Когда этот четырнадцатилетний мальчик пришел ко мне впервые, он имел диагнозы синдрома эпизодического нарушения контроля, психоза и синдрома дефицита внимания. Он принимал пять видов психотропных препаратов и проходил терапию у психоаналитика. Его походка была неровной и неуклюжей. Когда он испытывал тревогу или неважно себя чувствовал, он раскачивался, ритмично сжимал и разжимал кулаки и неприятно бубнил себе под нос, что доводило большинство людей до белого каления. Он часто сидел и раскачивался взад и вперед, точь-в-точь как Джастин, когда я впервые увидел его больничной клетке-кроватке. У него не было друзей: он не стал хулиганом, как Леон, но для подобных ребят он был любимой мишенью. Коннор ходил в группу развития навыков общения в попытке решить проблему изоляции и неумения общаться, но до сих пор это не принесло никаких результатов.
Как я вскоре обнаружил, это было подобно попыткам научить счету младенца.
Коннор, несомненно, был странным, но он не демонстрировал классических симптомов ни аутизма, ни шизофрении. Его поведение было сходно с поведением детей, страдающих такими заболеваниями, но он не обладал, к примеру, «душевной слепотой» и равнодушием к отношениям, которые отмечаются при аутизме или нарушениях, свойственных, как считается, шизофрении. Когда я осматривал его, я мог видеть, что он стремится взаимодействовать с другими людьми, что редко встречается у тех, кто страдает настоящим аутизмом.
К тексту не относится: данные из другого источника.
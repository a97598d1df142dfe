#![allow(missing_docs)]

use std::sync::{mpsc, Arc};
use std::thread;
use std::time::Duration;

use gridstore::{
    storage::{substore::file_paths, NodeRecord, NodeStore, SlotRecord, StoreOptions},
    types::{Lifetime, NodeId, Result, StoreError, StoreFile, Timestamp},
};
use tempfile::tempdir;

fn bounded() -> Lifetime {
    Lifetime::bounded(Timestamp(1_000), Timestamp(2_000)).unwrap()
}

#[test]
fn create_adjust_and_read_chain() -> Result<()> {
    let dir = tempdir()?;
    let store = NodeStore::open(dir.path(), StoreOptions::fast())?;

    let ids = store.create(3, Lifetime::from_now())?;
    assert_eq!(ids, vec![NodeId(0), NodeId(1), NodeId(2)]);
    let head = store.read(NodeId(0))?;
    assert!(head.links.next.is_none());
    assert!(head.lifetime.is_infinite());

    store.adjust_lifetime(&[NodeId(0)], bounded())?;
    let chain = store.read_chain(NodeId(0))?;
    assert_eq!(chain.len(), 2);
    assert!(chain[0].links.next.is_some());
    assert!(chain[0].links.prev.is_none());
    assert!(chain[1].links.prev.is_some());
    assert!(chain[1].links.next.is_none());
    assert!(chain[0].lifetime.is_infinite());
    assert_eq!(chain[1].lifetime, bounded());
    assert_eq!(chain[1].id, NodeId(0));

    // The head is untouched apart from its successor link.
    assert_eq!(store.read(NodeId(0))?.lifetime, chain[0].lifetime);
    assert_eq!(store.read_latest(NodeId(0))?, chain[1]);

    let (records, index) = store.headers();
    assert_eq!(records.next_id, 3);
    assert_eq!(records.next_slot, 4);
    assert_eq!(index.cursor, 3);
    Ok(())
}

#[test]
fn zero_count_and_unknown_ids_are_illegal() -> Result<()> {
    let dir = tempdir()?;
    let store = NodeStore::open(dir.path(), StoreOptions::fast())?;
    store.create(2, Lifetime::from_now())?;
    let before = store.headers();

    assert!(matches!(
        store.create(0, Lifetime::from_now()),
        Err(StoreError::IllegalArgument(_))
    ));
    assert!(matches!(
        store.adjust_lifetime(&[NodeId(0), NodeId(9)], bounded()),
        Err(StoreError::IllegalArgument(_))
    ));
    assert!(matches!(
        store.adjust_lifetime(&[], bounded()),
        Err(StoreError::IllegalArgument(_))
    ));
    assert!(matches!(
        store.read(NodeId(2)),
        Err(StoreError::IllegalArgument(_))
    ));

    assert_eq!(store.headers(), before);
    // Validation happens before any version is written.
    assert_eq!(store.read_chain(NodeId(0))?.len(), 1);
    Ok(())
}

#[test]
fn reopen_without_writes_is_identical() -> Result<()> {
    let dir = tempdir()?;
    let (headers, chains) = {
        let store = NodeStore::open(dir.path(), StoreOptions::durable())?;
        store.create(4, Lifetime::from_now())?;
        store.adjust_lifetime(&[NodeId(1), NodeId(3), NodeId(1)], bounded())?;
        let chains: Vec<Vec<NodeRecord>> = (0..4)
            .map(|id| store.read_chain(NodeId(id)))
            .collect::<Result<_>>()?;
        let headers = store.headers();
        store.close()?;
        (headers, chains)
    };

    for _ in 0..2 {
        let store = NodeStore::open(dir.path(), StoreOptions::durable())?;
        assert_eq!(store.headers(), headers);
        for (id, chain) in chains.iter().enumerate() {
            assert_eq!(&store.read_chain(NodeId(id as u64))?, chain);
        }
        store.close()?;
    }
    assert_eq!(chains[1].len(), 3);
    assert_eq!(chains[3].len(), 2);
    Ok(())
}

#[test]
fn scan_cursor_sees_ids_from_creation_time() -> Result<()> {
    let dir = tempdir()?;
    let store = NodeStore::open(dir.path(), StoreOptions::fast())?;
    store.create(3, Lifetime::from_now())?;

    let mut cursor = store.full_scan();
    assert!(matches!(cursor.read(), Err(StoreError::IllegalArgument(_))));
    // Not open yet, so the lock is free for writers.
    store.create(2, Lifetime::from_now())?;

    cursor.open();
    assert!(matches!(cursor.read(), Err(StoreError::IllegalArgument(_))));
    let mut seen = Vec::new();
    while cursor.next() {
        seen.push(cursor.read()?.id);
    }
    assert_eq!(seen, vec![NodeId(0), NodeId(1), NodeId(2)]);
    assert!(!cursor.next());
    cursor.close();
    assert!(matches!(cursor.read(), Err(StoreError::IllegalArgument(_))));

    assert_eq!(store.last_id(), Some(NodeId(4)));
    Ok(())
}

#[test]
fn version_cursor_walks_head_to_tail() -> Result<()> {
    let dir = tempdir()?;
    let store = NodeStore::open(dir.path(), StoreOptions::fast())?;
    store.create(2, Lifetime::from_now())?;
    let windows: Vec<Lifetime> = (1..=3)
        .map(|n| Lifetime::bounded(Timestamp(n), Timestamp(n * 10)).unwrap())
        .collect();
    for window in &windows {
        store.adjust_lifetime(&[NodeId(1)], *window)?;
    }

    let mut cursor = store.versions(NodeId(1));
    assert!(matches!(cursor.read(), Err(StoreError::IllegalArgument(_))));
    assert!(matches!(cursor.next(), Err(StoreError::IllegalArgument(_))));
    cursor.open()?;
    assert!(cursor.is_open());
    assert!(cursor.read()?.lifetime.is_infinite());
    let mut seen = Vec::new();
    while cursor.next()? {
        seen.push(cursor.read()?.lifetime);
    }
    assert_eq!(seen, windows);
    assert!(cursor.read()?.links.is_tail());
    cursor.close();
    assert!(matches!(cursor.read(), Err(StoreError::IllegalArgument(_))));
    assert!(matches!(cursor.next(), Err(StoreError::IllegalArgument(_))));

    // Reopening starts over at the head.
    cursor.open()?;
    assert!(cursor.read()?.links.is_head());
    drop(cursor);

    let mut unknown = store.versions(NodeId(7));
    assert!(matches!(unknown.open(), Err(StoreError::IllegalArgument(_))));
    assert!(!unknown.is_open());
    // A failed open does not keep the lock.
    store.create(1, Lifetime::from_now())?;
    Ok(())
}

const BLOCKED_FOR: Duration = Duration::from_millis(200);
const UNBLOCKED_WITHIN: Duration = Duration::from_secs(10);

#[test]
fn open_cursors_block_writers_until_closed() -> Result<()> {
    let dir = tempdir()?;
    let store = NodeStore::open(dir.path(), StoreOptions::fast())?;
    store.create(2, Lifetime::from_now())?;

    thread::scope(|scope| -> Result<()> {
        let mut scan = store.full_scan();
        scan.open();
        let (tx, rx) = mpsc::channel();
        let shared = &store;
        let writer = scope.spawn(move || {
            let created = shared.create(1, Lifetime::from_now());
            tx.send(()).ok();
            created
        });
        assert!(rx.recv_timeout(BLOCKED_FOR).is_err(), "create ran under an open scan");
        scan.close();
        assert!(rx.recv_timeout(UNBLOCKED_WITHIN).is_ok());
        assert_eq!(writer.join().expect("writer panicked")?, vec![NodeId(2)]);
        Ok(())
    })?;

    thread::scope(|scope| -> Result<()> {
        let mut versions = store.versions(NodeId(0));
        versions.open()?;
        let (tx, rx) = mpsc::channel();
        let shared = &store;
        let writer = scope.spawn(move || {
            let adjusted = shared.adjust_lifetime(&[NodeId(0)], bounded());
            tx.send(()).ok();
            adjusted
        });
        assert!(
            rx.recv_timeout(BLOCKED_FOR).is_err(),
            "adjust_lifetime ran under an open version cursor"
        );
        // The cursor still sees the chain as it was when it took the lock.
        assert!(!versions.next()?);
        versions.close();
        assert!(rx.recv_timeout(UNBLOCKED_WITHIN).is_ok());
        writer.join().expect("writer panicked")?;
        Ok(())
    })?;

    assert_eq!(store.read_chain(NodeId(0))?.len(), 2);
    Ok(())
}

#[test]
fn concurrent_creators_get_disjoint_contiguous_ids() -> Result<()> {
    let dir = tempdir()?;
    let store = Arc::new(NodeStore::open(dir.path(), StoreOptions::fast())?);
    let handles: Vec<_> = (0..4)
        .map(|_| {
            let store = Arc::clone(&store);
            thread::spawn(move || -> Result<Vec<NodeId>> {
                let mut ids = Vec::new();
                for _ in 0..10 {
                    let batch = store.create(3, Lifetime::from_now())?;
                    assert!(batch.windows(2).all(|w| w[1].0 == w[0].0 + 1));
                    ids.extend(batch);
                }
                Ok(ids)
            })
        })
        .collect();

    let mut all = Vec::new();
    for handle in handles {
        all.extend(handle.join().expect("creator thread panicked")?);
    }
    all.sort();
    assert_eq!(all, (0..120).map(NodeId).collect::<Vec<_>>());
    let (records, index) = store.headers();
    assert_eq!(records.next_id, index.cursor);
    Ok(())
}

#[test]
fn one_missing_file_is_corruption() -> Result<()> {
    let dir = tempdir()?;
    NodeStore::open(dir.path(), StoreOptions::fast())?.close()?;
    let (_, index_path) = file_paths::<NodeRecord>(dir.path());
    std::fs::remove_file(&index_path)?;

    match NodeStore::open(dir.path(), StoreOptions::fast()) {
        Err(StoreError::Corrupted { file, .. }) => assert_eq!(file, StoreFile::Index),
        Err(other) => panic!("unexpected error: {other}"),
        Ok(_) => panic!("store opened without its index"),
    }
    Ok(())
}

#[test]
fn growth_factor_is_validated_on_open() -> Result<()> {
    let dir = tempdir()?;
    let opts = StoreOptions::fast().with_growth_factor(1.2);
    assert!(matches!(
        NodeStore::open(dir.path(), opts),
        Err(StoreError::IllegalArgument(_))
    ));
    Ok(())
}

#[test]
fn records_carry_kind_specific_size() {
    assert_eq!(NodeRecord::SIZE, 50);
    assert_eq!(NodeRecord::KIND, "nodes");
}
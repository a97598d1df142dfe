//! Dual-header commit protocol.
//!
//! Record bytes and index entries are written and flushed first. The records
//! header is then persisted, then the index header, each under the retry
//! policy. The outcome decides what is rolled back:
//!
//! | records header | index header | action                                 | result                 |
//! |----------------|--------------|----------------------------------------|------------------------|
//! | ok             | ok           | none                                   | `Ok`                   |
//! | ok             | failed       | restore index, then records header     | `WriteFailed`          |
//! | failed         | ok           | restore index header                   | `WriteFailed`          |
//! | failed         | failed       | none                                   | `WriteFailed`          |
//!
//! A rollback that cannot be persisted turns the result into `Corrupted`
//! naming the file whose header could not be restored. Whatever the outcome
//! on disk, the cached headers are reset to the backup on failure.
//!
//! Lifetime changes touch the records file only. All versions of one call are
//! written and their old tails relinked, then the records header is persisted
//! once. If it cannot be, every old tail is restored and the call reports
//! `WriteFailed`; a tail that cannot be restored makes it `Corrupted`.

use tracing::{debug, error, warn};

use super::chain::Located;
use super::index::IndexFile;
use super::layout::{IndexHeader, RecordsHeader, SlotRecord};
use super::options::RetryPolicy;
use super::records::RecordFile;
use crate::types::{Result, StoreError, StoreFile};

/// Pre-operation copies of both cached headers.
#[derive(Copy, Clone, Debug)]
pub struct HeaderBackup {
    /// Records header before the operation.
    pub records: RecordsHeader,
    /// Index header before the operation.
    pub index: IndexHeader,
}

impl HeaderBackup {
    /// Snapshots both cached headers.
    pub fn capture<R: SlotRecord>(records: &RecordFile<R>, index: &IndexFile) -> Self {
        Self {
            records: records.header(),
            index: index.header(),
        }
    }

    /// Puts both cached headers back. Nothing is written.
    pub fn restore<R: SlotRecord>(&self, records: &mut RecordFile<R>, index: &mut IndexFile) {
        records.set_header(self.records);
        index.set_header(self.index);
    }
}

pub(crate) fn persist_records_header<R: SlotRecord>(
    records: &RecordFile<R>,
    header: &RecordsHeader,
    retry: RetryPolicy,
) -> Result<()> {
    retry.run(|attempt| {
        records.persist_header(header).map_err(|err| {
            warn!(kind = R::KIND, attempt, error = %err, "coordinator.records_header.retry");
            err
        })
    })
}

pub(crate) fn persist_index_header(
    index: &IndexFile,
    header: &IndexHeader,
    retry: RetryPolicy,
) -> Result<()> {
    retry.run(|attempt| {
        index.persist_header(header).map_err(|err| {
            warn!(attempt, error = %err, "coordinator.index_header.retry");
            err
        })
    })
}

/// Persists the cached headers of both files after a batch of records and
/// index entries has been written.
pub fn commit_batch<R: SlotRecord>(
    records: &mut RecordFile<R>,
    index: &mut IndexFile,
    backup: HeaderBackup,
    retry: RetryPolicy,
) -> Result<()> {
    let records_header = records.header();
    let index_header = index.header();
    let records_ok = persist_records_header(records, &records_header, retry).is_ok();
    let index_ok = persist_index_header(index, &index_header, retry).is_ok();

    let outcome = match (records_ok, index_ok) {
        (true, true) => {
            debug!(kind = R::KIND, ?records_header, ?index_header, "coordinator.commit");
            return Ok(());
        }
        (false, false) => Err(StoreError::WriteFailed("neither header could be persisted")),
        (false, true) => match persist_index_header(index, &backup.index, retry) {
            Ok(()) => Err(StoreError::WriteFailed("records header could not be persisted")),
            Err(_) => Err(StoreError::corrupted(
                StoreFile::Index,
                "index header rollback failed",
            )),
        },
        (true, false) => {
            let index_rollback = persist_index_header(index, &backup.index, retry);
            let records_rollback = persist_records_header(records, &backup.records, retry);
            match (index_rollback, records_rollback) {
                (Ok(()), Ok(())) => Err(StoreError::WriteFailed(
                    "index header could not be persisted",
                )),
                (Err(_), _) => Err(StoreError::corrupted(
                    StoreFile::Index,
                    "index header rollback failed",
                )),
                (Ok(()), Err(_)) => Err(StoreError::corrupted(
                    StoreFile::Records,
                    "records header rollback failed",
                )),
            }
        }
    };

    backup.restore(records, index);
    if let Err(err) = &outcome {
        if err.is_corruption() {
            error!(kind = R::KIND, error = %err, "coordinator.corrupted");
        } else {
            warn!(kind = R::KIND, records_ok, index_ok, "coordinator.rolled_back");
        }
    }
    outcome
}

/// Persists the cached records header after a batch of new versions was
/// linked in.
///
/// `relinked` holds the pre-link image of every old tail, in the order they
/// were rewritten. If the header cannot be persisted the images are written
/// back so no old tail points at an unregistered slot.
pub fn commit_versions<R: SlotRecord>(
    records: &mut RecordFile<R>,
    relinked: &[Located<R>],
    backup: RecordsHeader,
    retry: RetryPolicy,
) -> Result<()> {
    let header = records.header();
    if persist_records_header(records, &header, retry).is_ok() {
        debug!(kind = R::KIND, versions = relinked.len(), "coordinator.versions.commit");
        return Ok(());
    }
    restore_tails(records, relinked, backup)?;
    warn!(kind = R::KIND, versions = relinked.len(), "coordinator.versions.rolled_back");
    Err(StoreError::WriteFailed("records header could not be persisted"))
}

/// Writes back the pre-link images in reverse order and resets the working
/// header to `backup`. Fails with `Corrupted` naming the records file when an
/// image cannot be written.
pub(crate) fn restore_tails<R: SlotRecord>(
    records: &mut RecordFile<R>,
    relinked: &[Located<R>],
    backup: RecordsHeader,
) -> Result<()> {
    let restored = relinked
        .iter()
        .rev()
        .try_for_each(|tail| records.write_slot(tail.slot, &tail.record))
        .and_then(|()| records.flush());
    records.set_header(backup);
    if let Err(err) = restored {
        error!(
            kind = R::KIND,
            versions = relinked.len(),
            error = %err,
            "coordinator.versions.corrupted"
        );
        return Err(StoreError::corrupted(
            StoreFile::Records,
            "version link rollback failed",
        ));
    }
    Ok(())
}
Он, конечно, был социально инертным, но не был полностью лишен заинтересованности в социальных связях, что тоже противоречило диагнозу аутизма. Среди прочего этот мальчик принимал так много лекарств, что никто не мог бы понять, какие из его «симптомов» были связаны с его изначальными проблемами, а какие — вызваны побочным действием препаратов. Я решил отменить лекарства. Если бы оказалось, что препараты все-таки необходимы, я назначил бы их снова.